I did two sessions; one on ABC’s ‘New Media Story’ (which is not likely to make one of SBS’s six billion and counting) and a marketing perspective of the opportunities for Australian businesses in China.

Honestly? You learn just as much by talking to other conference delegates as you do from the presentations.

As soon as someone mentions the word ‘networking’ at these events there’s a temptation to pitchorditch and  you can tell when you’ve been automatically assigned to the ‘useless’ pile. It can be enough to put you off your piquant lemon curd tart.

Well, either I only met great people or by the third day nobody wanted to pitch anymore, because I had some great conversations and learnt a lot about different aspects of the industry.

I confess to some minor pitching, but only in a relevant sense.

I notice that most of the people I talked to were in professional services, and most wanted to know more about new/social media. Which is a pity, because…

The sessions:

…mostly concerned marketing in a recession. There were 2 or 3 touching on new media.

The ‘ABC new media story’ was just that – a story. Good to get an overall picture of their activities on Facebook, Twitter, their own website etc. but a little lighter on rationale and strategies. Given the existing consumer base for their products, when they provide an avenue for interaction online they don’t seem to need to do much to gain user involvement.

Disturbing but popular

Disturbing but a huge social media star, with over 67,000 friends on myspace

Fun fact: The internet is the preferred source for information and opinions, but TV still reigns for news and entertainment (although the margin is decreasing).

I hear that another session went into a few further tactics for using Twitter, but generally confusion still reigned.

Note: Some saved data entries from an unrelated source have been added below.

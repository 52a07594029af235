//! User-scoped entry query configuration and statement rendering.

use chrono_tz::Tz;

use super::condition::ConditionAssembler;
use super::sorting::Sorting;
use super::sql::{resolve_timezone, Dialect, Operator, QueryArg, Statement};
use crate::model::{Direction, EntryStatus, SortOrder};

/// Extra `column operator value` predicate supplied by internal callers.
#[derive(Debug, Clone, PartialEq, Eq)]
struct ExtraCondition {
    column: &'static str,
    operator: Operator,
    value: QueryArg,
}

/// Filters, ordering and paging of an entry listing for one user.
///
/// The user id and timezone are fixed at construction; every rendered
/// statement starts with the `e.user_id = $1` ownership clause. Zero ids,
/// zero limit/offset and `None` status mean "not configured".
#[derive(Debug, Clone, PartialEq)]
pub struct EntryQuery {
    user_id: i64,
    timezone: Tz,
    feed_id: i64,
    category_id: i64,
    entry_id: i64,
    gt_entry_id: i64,
    lt_entry_id: i64,
    status: Option<EntryStatus>,
    sorting: Sorting,
    conditions: Vec<ExtraCondition>,
}

impl EntryQuery {
    /// Create a query for `user_id`. Unknown timezone names resolve to UTC.
    pub fn new(user_id: i64, timezone: &str) -> Self {
        Self {
            user_id,
            timezone: resolve_timezone(timezone),
            feed_id: 0,
            category_id: 0,
            entry_id: 0,
            gt_entry_id: 0,
            lt_entry_id: 0,
            status: None,
            sorting: Sorting::default(),
            conditions: Vec::new(),
        }
    }

    pub fn user_id(&self) -> i64 {
        self.user_id
    }

    /// Timezone dates are converted into.
    pub fn timezone(&self) -> Tz {
        self.timezone
    }

    /// Append `column operator value`. Columns must be compile-time literals;
    /// adding an identical condition twice has no effect.
    pub fn with_condition(
        mut self,
        column: &'static str,
        operator: Operator,
        value: impl Into<QueryArg>,
    ) -> Self {
        let condition = ExtraCondition {
            column,
            operator,
            value: value.into(),
        };
        if !self.conditions.contains(&condition) {
            self.conditions.push(condition);
        }
        self
    }

    pub fn with_entry_id(mut self, entry_id: i64) -> Self {
        self.entry_id = entry_id;
        self
    }

    pub fn with_entry_id_greater_than(mut self, entry_id: i64) -> Self {
        self.gt_entry_id = entry_id;
        self
    }

    pub fn with_entry_id_lower_than(mut self, entry_id: i64) -> Self {
        self.lt_entry_id = entry_id;
        self
    }

    pub fn with_feed_id(mut self, feed_id: i64) -> Self {
        self.feed_id = feed_id;
        self
    }

    pub fn with_category_id(mut self, category_id: i64) -> Self {
        self.category_id = category_id;
        self
    }

    /// `None` matches any status.
    pub fn with_status(mut self, status: impl Into<Option<EntryStatus>>) -> Self {
        self.status = status.into();
        self
    }

    pub fn with_order(mut self, order: SortOrder) -> Self {
        self.sorting.order = Some(order);
        self
    }

    pub fn with_direction(mut self, direction: Direction) -> Self {
        self.sorting.direction = Some(direction);
        self
    }

    /// 0 removes the limit.
    pub fn with_limit(mut self, limit: u32) -> Self {
        self.sorting.limit = limit;
        self
    }

    /// 0 removes the offset.
    pub fn with_offset(mut self, offset: u32) -> Self {
        self.sorting.offset = offset;
        self
    }

    /// Build the `WHERE` predicate and its arguments.
    ///
    /// Extension conditions come right after the ownership clause, then the
    /// structural filters in a fixed order.
    pub fn build_condition(&self) -> (String, Vec<QueryArg>) {
        let mut assembler = ConditionAssembler::new(self.user_id);

        for condition in &self.conditions {
            assembler.push(
                |p| format!("{} {} {}", condition.column, condition.operator, p),
                condition.value.clone(),
            );
        }

        assembler.push_id(|p| format!("f.category_id={p}"), self.category_id);
        assembler.push_id(|p| format!("e.feed_id={p}"), self.feed_id);
        assembler.push_id(|p| format!("e.id={p}"), self.entry_id);
        assembler.push_id(|p| format!("e.id > {p}"), self.gt_entry_id);
        assembler.push_id(|p| format!("e.id < {p}"), self.lt_entry_id);

        if let Some(status) = self.status {
            assembler.push(|p| format!("e.status={p}"), status);
        }

        assembler.finish()
    }

    /// Build the ORDER BY / LIMIT / OFFSET tail.
    pub fn build_sorting(&self, dialect: Dialect) -> String {
        self.sorting.render(dialect)
    }

    /// SELECT statement hydrated by the entry reader.
    pub fn select_statement(&self, dialect: Dialect) -> Statement {
        let (condition, args) = self.build_condition();
        let sql = format!(
            r#"
            SELECT
            e.id AS id, e.user_id, e.feed_id, e.hash, {published_at}, e.title, e.url, e.author, e.content, e.status,
            f.title as feed_title, f.feed_url, f.site_url, f.checked_at,
            f.category_id, c.title as category_title,
            fi.icon_id
            FROM entries e
            LEFT JOIN feeds f ON f.id=e.feed_id
            LEFT JOIN categories c ON c.id=f.category_id
            LEFT JOIN feed_icons fi ON fi.feed_id=f.id
            WHERE {condition} {sorting}
            "#,
            published_at = dialect.published_at_projection(self.timezone),
            sorting = self.build_sorting(dialect),
        );
        Statement::new(sql, args)
    }

    /// COUNT statement over the same predicate. Paging is ignored.
    pub fn count_statement(&self) -> Statement {
        let (condition, args) = self.build_condition();
        let sql = format!(
            "SELECT count(*) FROM entries e LEFT JOIN feeds f ON f.id=e.feed_id WHERE {condition}"
        );
        Statement::new(sql, args)
    }

    /// Copy of this query restricted to a single row.
    pub(crate) fn single(&self) -> Self {
        self.clone().with_limit(1)
    }

    /// Short description for timing logs.
    pub(crate) fn describe(&self) -> String {
        format!(
            "userID={}, feedID={}, categoryID={}, status={}, order={}, direction={}, offset={}, limit={}",
            self.user_id,
            self.feed_id,
            self.category_id,
            self.status.map(|s| s.as_str()).unwrap_or(""),
            self.sorting.order.map(|o| o.column()).unwrap_or(""),
            self.sorting.direction.map(|d| d.keyword()).unwrap_or(""),
            self.sorting.offset,
            self.sorting.limit,
        )
    }
}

The session on ‘Doing business in China’ by Viveca Chan of WE marketing had a great overview of the Chinese market and communication strategies specific to Australian companies. Very interesting ride and if you can get a copy of the presentation, do.

The conference:

I hadn’t realised that the Army Reserves were involved, which explains the cavalier invitation design. The idea that marketers are leading the charge to economic recovery like Australian soldiers in World War I makes artistic sense to me.

However my impression is that the metaphor was lost on a few, and it can be a little disconcerting to be summoned for a session with a horn call, being surrounded by cammo, sandbags and guns. Just saying.

I still get confused as to why the conference is run in the middle of the red light district, but as always the running was smooth and the service excellent, so no complaints here.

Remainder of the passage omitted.